**YOUR OBJECTIVE:** Beneath this instruction is a listing. Transcribe from it only the stretch from the line with "descriptor's byte length." through the line with "impl<T: GpuBackend +", both end lines included, exactly as written.

★ ★ ★ ★

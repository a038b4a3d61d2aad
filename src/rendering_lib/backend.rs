// src/rendering_lib/backend.rs

use std::ops::Range;

use super::error::ResourceError;

#[derive(Clone, Copy, Debug, PartialEq, Eq, Hash, PartialOrd, Ord)]
pub struct ProgramId(pub u32);

#[derive(Clone, Copy, Debug, PartialEq, Eq, Hash, PartialOrd, Ord)]
pub struct BufferId(pub u32);

#[derive(Clone, Copy, Debug, PartialEq, Eq, Hash, PartialOrd, Ord)]
pub struct TextureId(pub u32);

#[derive(Clone, Copy, Debug, PartialEq, Eq)]
pub enum VertexFormat {
    Float32x2,
    Float32x3,
    Unorm8x4,
}

impl VertexFormat {
    pub fn size(&self) -> u64 {
        match self {
            VertexFormat::Float32x2 => 8,
            VertexFormat::Float32x3 => 12,
            VertexFormat::Unorm8x4 => 4,
        }
    }
}

#[derive(Clone, Copy, Debug, PartialEq, Eq)]
pub struct VertexAttribute {
    pub offset: u64,
    pub location: u32,
    pub format: VertexFormat,
}

/// Interleaved layout of a single vertex buffer.
#[derive(Clone, Copy, Debug, PartialEq, Eq)]
pub struct VertexLayout {
    pub stride: u64,
    pub attributes: &'static [VertexAttribute],
}

#[derive(Clone, Copy, Debug, PartialEq, Eq)]
pub enum Topology {
    TriangleList,
    TriangleStrip,
}

#[derive(Clone, Copy, Debug, PartialEq, Eq)]
pub enum BlendMode {
    Opaque,
    Alpha,
}

#[derive(Clone, Copy, Debug, PartialEq, Eq)]
pub enum TextureDimension {
    D2,
    D3,
}

#[derive(Clone, Copy, Debug, PartialEq, Eq)]
pub enum TexelFormat {
    Rgb8,
    Rgba8,
}

impl TexelFormat {
    pub fn bytes_per_texel(&self) -> usize {
        match self {
            TexelFormat::Rgb8 => 3,
            TexelFormat::Rgba8 => 4,
        }
    }
}

#[derive(Clone, Copy, Debug, PartialEq, Eq)]
pub enum BufferKind {
    Vertex,
    Index,
}

/// Everything needed to build one shader program.
///
/// The WGSL source must expose `vs_main` and `fs_main`. Bind group 0 holds
/// the uniform block at binding 0 (when `uniform_size > 0`) and, when
/// `texture` is set, the texture at binding 1 and its sampler at binding 2.
#[derive(Clone, Debug)]
pub struct ProgramDescriptor<'a> {
    pub label: &'a str,
    pub source: &'a str,
    pub vertex_layout: VertexLayout,
    pub topology: Topology,
    pub blend: BlendMode,
    pub uniform_size: u64,
    pub texture: Option<TextureDimension>,
}

#[derive(Clone, Debug, PartialEq, Eq)]
pub struct TextureDescriptor {
    pub label: String,
    pub dimension: TextureDimension,
    pub width: u32,
    pub height: u32,
    /// Depth for 3D textures, 1 for 2D ones.
    pub depth: u32,
    pub format: TexelFormat,
}

impl TextureDescriptor {
    pub fn byte_len(&self) -> usize {
        self.width as usize * self.height as usize * self.depth as usize * self.format.bytes_per_texel()
    }
}

#[derive(Clone, Debug, PartialEq, Eq)]
pub enum Geometry {
    Arrays { vertices: Range<u32> },
    Indexed { index_buffer: BufferId, indices: Range<u32> },
}

#[derive(Clone, Debug)]
pub struct DrawCommand<'a> {
    pub program: ProgramId,
    pub vertex_buffer: BufferId,
    pub geometry: Geometry,
    pub texture: Option<TextureId>,
    pub uniforms: &'a [u8],
}

/// The GPU primitives the renderers are written against.
///
/// All calls come from the single render thread. Uploads are synchronous
/// from the caller's point of view; `flush` ends the frame. Every created
/// resource must be handed back through the matching `release_*` call.
pub trait GpuBackend {
    /// Compiles and links a program.
    /// ## Errors
    /// * `ResourceError::ShaderCompilation` - if the source or pipeline is rejected.
    fn create_program(&mut self, descriptor: &ProgramDescriptor) -> Result<ProgramId, ResourceError>;

    fn create_buffer(&mut self, label: &str, kind: BufferKind) -> Result<BufferId, ResourceError>;

    /// Replaces the whole contents of a buffer, growing it if needed.
    fn write_buffer(&mut self, id: BufferId, data: &[u8]) -> Result<(), ResourceError>;

    /// ## Errors
    /// * `ResourceError::TextureAllocation` - if the size exceeds the device limits.
    fn create_texture(&mut self, descriptor: &TextureDescriptor) -> Result<TextureId, ResourceError>;

    /// Uploads every texel. `data.len()` must equal the descriptor's byte length.
    fn write_texture(&mut self, id: TextureId, data: &[u8]) -> Result<(), ResourceError>;

    fn clear(&mut self, color: [f32; 4]) -> Result<(), ResourceError>;

    fn draw(&mut self, command: &DrawCommand) -> Result<(), ResourceError>;

    /// Submits the frame recorded so far.
    fn flush(&mut self) -> Result<(), ResourceError>;

    fn release_program(&mut self, id: ProgramId);

    fn release_buffer(&mut self, id: BufferId);

    fn release_texture(&mut self, id: TextureId);

    /// Size of the render target in pixels.
    fn viewport(&self) -> (u32, u32);
}

impl<T: GpuBackend + ?Sized> GpuBackend for &mut T {
    fn create_program(&mut self, descriptor: &ProgramDescriptor) -> Result<ProgramId, ResourceError> {
        (**self).create_program(descriptor)
    }

    fn create_buffer(&mut self, label: &str, kind: BufferKind) -> Result<BufferId, ResourceError> {
        (**self).create_buffer(label, kind)
    }

    fn write_buffer(&mut self, id: BufferId, data: &[u8]) -> Result<(), ResourceError> {
        (**self).write_buffer(id, data)
    }

    fn create_texture(&mut self, descriptor: &TextureDescriptor) -> Result<TextureId, ResourceError> {
        (**self).create_texture(descriptor)
    }

    fn write_texture(&mut self, id: TextureId, data: &[u8]) -> Result<(), ResourceError> {
        (**self).write_texture(id, data)
    }

    fn clear(&mut self, color: [f32; 4]) -> Result<(), ResourceError> {
        (**self).clear(color)
    }

    fn draw(&mut self, command: &DrawCommand) -> Result<(), ResourceError> {
        (**self).draw(command)
    }

    fn flush(&mut self) -> Result<(), ResourceError> {
        (**self).flush()
    }

    fn release_program(&mut self, id: ProgramId) {
        (**self).release_program(id)
    }

    fn release_buffer(&mut self, id: BufferId) {
        (**self).release_buffer(id)
    }

    fn release_texture(&mut self, id: TextureId) {
        (**self).release_texture(id)
    }

    fn viewport(&self) -> (u32, u32) {
        (**self).viewport()
    }
}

★ ★ ★ ★

**ANSWER BOX:**
    /// Uploads every texel. `data.len()` must equal the descriptor's byte length.
    fn write_texture(&mut self, id: TextureId, data: &[u8]) -> Result<(), ResourceError>;

    fn clear(&mut self, color: [f32; 4]) -> Result<(), ResourceError>;

    fn draw(&mut self, command: &DrawCommand) -> Result<(), ResourceError>;

    /// Submits the frame recorded so far.
    fn flush(&mut self) -> Result<(), ResourceError>;

    fn release_program(&mut self, id: ProgramId);

    fn release_buffer(&mut self, id: BufferId);

    fn release_texture(&mut self, id: TextureId);

    /// Size of the render target in pixels.
    fn viewport(&self) -> (u32, u32);
}

impl<T: GpuBackend + ?Sized> GpuBackend for &mut T {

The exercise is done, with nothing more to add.